Sherman and His Campaigns a Military Biography

By S. M. Bowman; R. B. Irwin | Go to book overview

CHAPTER XXXVII.
CONCLUSION.

WHEN Count Segur, in giving his graphic account of Napoleon's great Russian campaign, declared it was impossible to comprehend the great events of history without a perfect knowledge of the character and manners of the principal actors, he disclosed a profound knowledge of his art. Such knowledge of Sherman, however, can only be had by being associated with him both at home and in the field. If we form our estimate of General Sherman's character and manners from his brilliant but hasty letters and military reports alone, or from the record of his military career, or from such descriptions of him as have been given by army correspondents, or from all these sources of information together, we will be likely to have a very imperfect idea of the man. The country, however, and the world will probably agree in according him military genius of a high order.

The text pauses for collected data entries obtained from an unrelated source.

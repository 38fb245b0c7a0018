//! CRL authenticity validation and revocation lookup

use std::sync::Arc;
use std::time::SystemTime;

use super::Crl;
use crate::cert::ParsedCertificate;
use crate::crypto::{RingVerifier, SignatureVerifier};
use crate::errors::RevocationError;
use crate::report::SourceVerdict;

/// Validates CRL signatures and temporal bounds and classifies subject
/// certificates against the revocation entries
pub struct CrlValidator {
    verifier: Option<Arc<dyn SignatureVerifier>>,
}

impl Default for CrlValidator {
    fn default() -> Self {
        Self::new()
    }
}

impl CrlValidator {
    /// Validator with the ring-backed signature verifier
    pub fn new() -> Self {
        Self {
            verifier: Some(Arc::new(RingVerifier)),
        }
    }

    /// Validator with a caller-supplied signature verifier
    pub fn with_verifier(verifier: Arc<dyn SignatureVerifier>) -> Self {
        Self {
            verifier: Some(verifier),
        }
    }

    /// Validator that skips signature verification entirely (each skipped
    /// CRL is still logged)
    pub fn without_signature_verification() -> Self {
        Self { verifier: None }
    }

    /// Verify that `crl` is an authentic, in-force CRL from `issuer`.
    ///
    /// An expired CRL is a warning, not a failure: lenient policies may
    /// still act on it, and the caller sees the expiry in the log.
    pub fn validate(
        &self,
        crl: &Crl,
        issuer: &ParsedCertificate,
    ) -> Result<(), RevocationError> {
        if issuer.subject_der != crl.issuer_der {
            return Err(RevocationError::Protocol(format!(
                "CRL issuer {} does not match certificate subject {}",
                crl.issuer, issuer.subject
            )));
        }

        let now = SystemTime::now();
        if crl.is_not_yet_valid(now) {
            return Err(RevocationError::Protocol(format!(
                "CRL from {} is not yet valid",
                crl.issuer
            )));
        }
        if crl.is_expired(now) {
            tracing::warn!("CRL from {} is expired or carries no nextUpdate", crl.issuer);
        }

        match (
            &crl.signature_alg,
            &crl.signature,
            crl.tbs_bytes(),
            &self.verifier,
        ) {
            (Some(alg), Some(sig), Some(tbs), Some(verifier)) => verifier
                .verify(alg, tbs, sig, &issuer.spki_key_bits)
                .map_err(|e| {
                    RevocationError::Protocol(format!("CRL signature invalid: {e}"))
                })?,
            (_, _, _, None) => {
                tracing::warn!(
                    "no signature verifier configured, accepting CRL from {} unverified",
                    crl.issuer
                );
            }
            _ => {
                tracing::warn!(
                    "CRL from {} is missing signature material, skipping verification",
                    crl.issuer
                );
            }
        }

        Ok(())
    }

    /// Classify `subject` against `crl`, verifying the CRL against `issuer`
    /// first. An entry with reason removeFromCRL means a prior
    /// certificateHold was lifted and the certificate is good again.
    pub fn check_revocation(
        &self,
        subject: &ParsedCertificate,
        crl: &Crl,
        issuer: &ParsedCertificate,
    ) -> Result<SourceVerdict, RevocationError> {
        if subject.issuer_der != crl.issuer_der {
            return Err(RevocationError::Protocol(format!(
                "certificate issuer {} does not match CRL issuer {}",
                subject.issuer, crl.issuer
            )));
        }

        self.validate(crl, issuer)?;

        match crl.entry_for_serial(&subject.serial) {
            None => Ok(SourceVerdict::Good),
            Some(entry) if entry.reason.is_some_and(|r| r.is_removal()) => {
                tracing::info!(
                    "serial {} listed with removeFromCRL, hold lifted",
                    entry.serial_hex
                );
                Ok(SourceVerdict::Good)
            }
            Some(entry) => {
                tracing::warn!(
                    "serial {} revoked by {} ({})",
                    entry.serial_hex,
                    crl.issuer,
                    entry
                        .reason
                        .map(|r| r.to_string())
                        .unwrap_or_else(|| "no reason given".to_string())
                );
                Ok(SourceVerdict::Revoked {
                    reason: entry.reason,
                    revoked_at: Some(entry.revocation_date),
                })
            }
        }
    }
}
//! Per-check status reporting

use std::time::SystemTime;

use crate::crl::ReasonCode;

/// Revocation source identifier
#[derive(Debug, Clone, Copy, PartialEq, Eq)]
pub enum RevocationMethod {
    Ocsp,
    Crl,
}

impl std::fmt::Display for RevocationMethod {
    fn fmt(&self, f: &mut std::fmt::Formatter<'_>) -> std::fmt::Result {
        match self {
            Self::Ocsp => f.write_str("ocsp"),
            Self::Crl => f.write_str("crl"),
        }
    }
}

/// Conclusive answer from a single revocation source
#[derive(Debug, Clone, PartialEq, Eq)]
pub enum SourceVerdict {
    Good,
    Revoked {
        reason: Option<ReasonCode>,
        revoked_at: Option<SystemTime>,
    },
    /// The source answered but does not know the certificate
    Unknown,
}

impl SourceVerdict {
    /// Good and Revoked settle the question; Unknown does not
    pub fn is_conclusive(&self) -> bool {
        matches!(self, Self::Good | Self::Revoked { .. })
    }
}

/// How a consulted source ended up, as recorded in the report
#[derive(Debug, Clone, Copy, PartialEq, Eq)]
pub enum MethodDisposition {
    Good,
    Revoked,
    Unknown,
    Failed,
}

impl std::fmt::Display for MethodDisposition {
    fn fmt(&self, f: &mut std::fmt::Formatter<'_>) -> std::fmt::Result {
        match self {
            Self::Good => f.write_str("good"),
            Self::Revoked => f.write_str("revoked"),
            Self::Unknown => f.write_str("unknown"),
            Self::Failed => f.write_str("failed"),
        }
    }
}

/// Structured record of one revocation check: which methods ran, how each
/// concluded, and the final verdict. Overwritten on every check; callers
/// snapshot via `RevocationEngine::last_report`.
#[derive(Debug, Clone, Default)]
pub struct CheckReport {
    /// Name of the active policy
    pub policy: String,
    /// Methods attempted, in the order they ran
    pub methods_tried: Vec<RevocationMethod>,
    pub ocsp_status: Option<MethodDisposition>,
    pub crl_status: Option<MethodDisposition>,
    pub ocsp_error: Option<String>,
    pub crl_error: Option<String>,
    /// Final verdict; `None` when the check ended in an error
    pub verdict: Option<bool>,
}

impl CheckReport {
    pub(crate) fn record(
        &mut self,
        method: RevocationMethod,
        disposition: MethodDisposition,
        error: Option<String>,
    ) {
        self.methods_tried.push(method);
        match method {
            RevocationMethod::Ocsp => {
                self.ocsp_status = Some(disposition);
                self.ocsp_error = error;
            }
            RevocationMethod::Crl => {
                self.crl_status = Some(disposition);
                self.crl_error = error;
            }
        }
    }
}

Indeed, this judgment can hardly be withheld without obliterating the most brilliant achievements of the war, still fresh in the memory of all.

It has been the fortune of but few eminent men like General Sherman, to receive both the applause and abuse usually accorded to greatness, in the short space of four years. It is too early to write his history. Fifty or a hundred years hence he will be better understood than now, and more appreciated.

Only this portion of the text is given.